Another one which makes me a little nervouse
Acute Coronary Effects of a Fatty Meal
The long-term consequences of hyperlipidemia are well known, but can a single high-fat meal have acute coronary consequences in young, healthy men? Using transthoracic Doppler echocardiography, researchers studied coronary blood flow in the left anterior descending arteries of 15 men (mean age, 29) before, and 5 hours after, they consumed single high-fat meals (total fat, 100 g; saturated fat, 50 g; cholesterol, 300 mg). Within 1 week of consuming high-fat meals, 5 of the men underwent echocardiography before and after they ate single low-fat meals. Coronary flow reserve was calculated as the ratio of peak diastolic flow velocity (cm/second) after adenosine injection to flow velocity before injection.
Five hours after participants ate high-fat meals, mean coronary flow reserve had decreased from 4.02 to 3.30 (i.e., by 18%). For the 5 men who consumed both meals, mean coronary flow reserve decreased by 0.79 after the high-fat meal and increased by 0.07 after the low-fat meal.

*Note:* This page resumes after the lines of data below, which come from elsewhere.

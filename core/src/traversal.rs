use std::collections::{HashMap, HashSet, VecDeque};
use std::sync::Arc;

use crate::edge::Edge;
use crate::error::{GraphError, Result};
use crate::graph::Graph;
use crate::node::{Node, NodeHandle};
use crate::Identifier;

/// Dense, read-only view of a graph for a single algorithm call.
///
/// Nodes get indices `0..len()` in the graph's iteration order, which is
/// stable for an unmodified graph, so ties resolve the same way on every
/// call against it.
pub(crate) struct Frame<'g, N, E, W> {
    graph: &'g Graph<N, E, W>,
    nodes: Vec<&'g Node<N, E, W>>,
    index: HashMap<&'g N, usize>,
}

impl<'g, N: Identifier, E: Identifier, W> Frame<'g, N, E, W> {
    pub(crate) fn new(graph: &'g Graph<N, E, W>) -> Self {
        let nodes: Vec<&'g Node<N, E, W>> = graph.nodes().collect();
        let index = nodes.iter().enumerate().map(|(i, n)| (n.id(), i)).collect();
        Self {
            graph,
            nodes,
            index,
        }
    }

    pub(crate) fn len(&self) -> usize {
        self.nodes.len()
    }

    pub(crate) fn node(&self, i: usize) -> &'g Node<N, E, W> {
        self.nodes[i]
    }

    /// Index of the node instance named by `handle`, if it is registered.
    pub(crate) fn index_of(&self, handle: &NodeHandle<N>) -> Option<usize> {
        let &i = self.index.get(handle.id())?;
        self.nodes[i].is_instance(handle).then_some(i)
    }

    /// Like [`Frame::index_of`], but an absent handle is a caller error.
    pub(crate) fn require(&self, handle: &NodeHandle<N>, role: &str) -> Result<usize> {
        self.index_of(handle).ok_or_else(|| {
            GraphError::invalid(format!(
                "{} node {:?} is not registered in this graph",
                role,
                handle.id()
            ))
        })
    }

    /// Outbound edges of node `i` paired with the target index.
    ///
    /// Only edges held in the graph's edge registry are followed. Edges
    /// attached to a node before it was inserted are skipped, even when
    /// their endpoints name registered instances.
    pub(crate) fn successors(
        &self,
        i: usize,
    ) -> impl Iterator<Item = (&'g Arc<Edge<N, E, W>>, usize)> + '_ {
        let node = self.nodes[i];
        node.out_edges()
            .filter(move |e| self.is_registered(e))
            .filter_map(move |e| self.index_of(e.to_node()).map(|t| (e, t)))
    }

    fn is_registered(&self, edge: &Arc<Edge<N, E, W>>) -> bool {
        self.graph
            .edge(edge.id())
            .is_some_and(|stored| Arc::ptr_eq(stored, edge))
    }

    /// BFS over outbound edges. Returns a membership mask.
    pub(crate) fn reachable_from(&self, start: usize) -> Vec<bool> {
        let mut visited = vec![false; self.len()];
        let mut queue = VecDeque::new();
        visited[start] = true;
        queue.push_back(start);

        while let Some(current) = queue.pop_front() {
            for (_, next) in self.successors(current) {
                if !visited[next] {
                    visited[next] = true;
                    queue.push_back(next);
                }
            }
        }
        visited
    }

    /// Kahn's algorithm restricted to the nodes set in `members`.
    ///
    /// Returns the order found. It is shorter than the member count when a
    /// cycle blocks part of the set; the second value is then a node on or
    /// behind that cycle.
    pub(crate) fn topological(&self, members: &[bool]) -> (Vec<usize>, Option<usize>) {
        let mut in_degree = vec![0usize; self.len()];
        for i in (0..self.len()).filter(|&i| members[i]) {
            for (_, t) in self.successors(i) {
                if members[t] {
                    in_degree[t] += 1;
                }
            }
        }

        let mut queue: VecDeque<usize> = (0..self.len())
            .filter(|&i| members[i] && in_degree[i] == 0)
            .collect();
        let mut order = Vec::with_capacity(self.len());

        while let Some(current) = queue.pop_front() {
            order.push(current);
            for (_, t) in self.successors(current) {
                if !members[t] {
                    continue;
                }
                in_degree[t] -= 1;
                if in_degree[t] == 0 {
                    queue.push_back(t);
                }
            }
        }

        let blocked = (0..self.len()).find(|&i| members[i] && in_degree[i] > 0);
        (order, blocked)
    }
}

/// All node ids reachable from `source` over outbound edges, `source` included.
pub fn reachable_nodes<N: Identifier, E: Identifier, W>(
    graph: &Graph<N, E, W>,
    source: &NodeHandle<N>,
) -> Result<HashSet<N>> {
    let frame = Frame::new(graph);
    let start = frame.require(source, "source")?;
    let mask = frame.reachable_from(start);
    Ok((0..frame.len())
        .filter(|&i| mask[i])
        .map(|i| frame.node(i).id().clone())
        .collect())
}

/// Node ids in an order where every edge points forward.
///
/// Fails with [`GraphError::CycleDetected`] if the graph has a directed cycle.
pub fn topological_order<N: Identifier, E: Identifier, W>(
    graph: &Graph<N, E, W>,
) -> Result<Vec<N>> {
    let frame = Frame::new(graph);
    let everything = vec![true; frame.len()];
    let (order, blocked) = frame.topological(&everything);
    if let Some(i) = blocked {
        return Err(GraphError::CycleDetected {
            origin: format!("{:?}", frame.node(i).id()),
        });
    }
    Ok(order.into_iter().map(|i| frame.node(i).id().clone()).collect())
}

#[cfg(test)]
mod tests {
    use super::*;

    type TestGraph = Graph<u64, u64, u32>;

    fn make_graph(node_count: u64, edges: &[(u64, u64)]) -> TestGraph {
        let mut g = TestGraph::new();
        for id in 0..node_count {
            g.add_node(Node::new(id));
        }
        for (i, &(from, to)) in edges.iter().enumerate() {
            let edge = Edge::new(i as u64, g.node(&from).unwrap(), g.node(&to).unwrap(), 1u32);
            assert!(g.add_edge(edge));
        }
        g
    }

    fn make_chain(n: u64) -> TestGraph {
        let edges: Vec<(u64, u64)> = (0..n - 1).map(|i| (i, i + 1)).collect();
        make_graph(n, &edges)
    }

    fn handle(g: &TestGraph, id: u64) -> NodeHandle<u64> {
        g.node(&id).unwrap().handle()
    }

    #[test]
    fn test_reachable_chain() {
        let g = make_chain(5);
        let from_two = reachable_nodes(&g, &handle(&g, 2)).unwrap();
        assert_eq!(from_two, HashSet::from([2, 3, 4]));
    }

    #[test]
    fn test_reachable_is_directed() {
        let g = make_chain(3);
        let from_last = reachable_nodes(&g, &handle(&g, 2)).unwrap();
        assert_eq!(from_last, HashSet::from([2]));
    }

    #[test]
    fn test_reachable_cycle_no_infinite_loop() {
        let g = make_graph(4, &[(0, 1), (1, 2), (2, 3), (3, 0)]);
        assert_eq!(reachable_nodes(&g, &handle(&g, 1)).unwrap().len(), 4);
    }

    #[test]
    fn test_reachable_foreign_source() {
        let g = make_chain(3);
        let stranger: Node<u64, u64, u32> = Node::new(0);
        let err = reachable_nodes(&g, &stranger.handle()).unwrap_err();
        assert!(matches!(err, GraphError::InvalidArgument(_)));
    }

    #[test]
    fn test_topological_order_respects_edges() {
        let edges = [(0, 2), (1, 2), (2, 3), (1, 3), (3, 4)];
        let g = make_graph(5, &edges);
        let order = topological_order(&g).unwrap();
        assert_eq!(order.len(), 5);
        let pos = |id: u64| order.iter().position(|&n| n == id).unwrap();
        for (from, to) in edges {
            assert!(pos(from) < pos(to), "{} must precede {}", from, to);
        }
    }

    #[test]
    fn test_topological_order_detects_cycle() {
        let g = make_graph(3, &[(0, 1), (1, 2), (2, 1)]);
        let err = topological_order(&g).unwrap_err();
        assert!(matches!(err, GraphError::CycleDetected { .. }));
    }

    #[test]
    fn test_topological_order_self_loop_is_cycle() {
        let g = make_graph(2, &[(0, 1), (1, 1)]);
        assert!(topological_order(&g).is_err());
    }

    #[test]
    fn test_topological_order_empty_graph() {
        let g = TestGraph::new();
        assert!(topological_order(&g).unwrap().is_empty());
    }

    #[test]
    fn test_preattached_foreign_edge_ignored() {
        let mut a: Node<u64, u64, u32> = Node::new(0);
        let outsider = Node::new(1);
        a.add_out_edge(Arc::new(Edge::new(0, &a, &outsider, 1u32))).unwrap();

        let mut g = TestGraph::new();
        g.add_node(a);
        g.add_node(Node::new(1));
        let reached = reachable_nodes(&g, &handle(&g, 0)).unwrap();
        assert_eq!(reached, HashSet::from([0]));
    }

    #[test]
    fn test_unregistered_edge_to_registered_node_ignored() {
        let mut g = TestGraph::new();
        g.add_node(Node::new(1));
        let mut a: Node<u64, u64, u32> = Node::new(0);
        a.add_out_edge(Arc::new(Edge::new(7, &a, g.node(&1).unwrap(), 1u32)))
            .unwrap();
        g.add_node(a);

        assert!(g.edge(&7).is_none());
        let reached = reachable_nodes(&g, &handle(&g, 0)).unwrap();
        assert_eq!(reached, HashSet::from([0]));
        assert_eq!(topological_order(&g).unwrap().len(), 2);
    }
}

Comment: A high-fat meal can impair coronary flow reserve, mainly by impairing peak coronary flow velocity. It is unknown whether such impairment can precipitate clinical events (e.g., myocardial infarction) in young, healthy people. However, if these findings apply to people with coronary artery disease, then high-fat meals could, at least theoretically, lead to cardiac ischemia in CAD patients.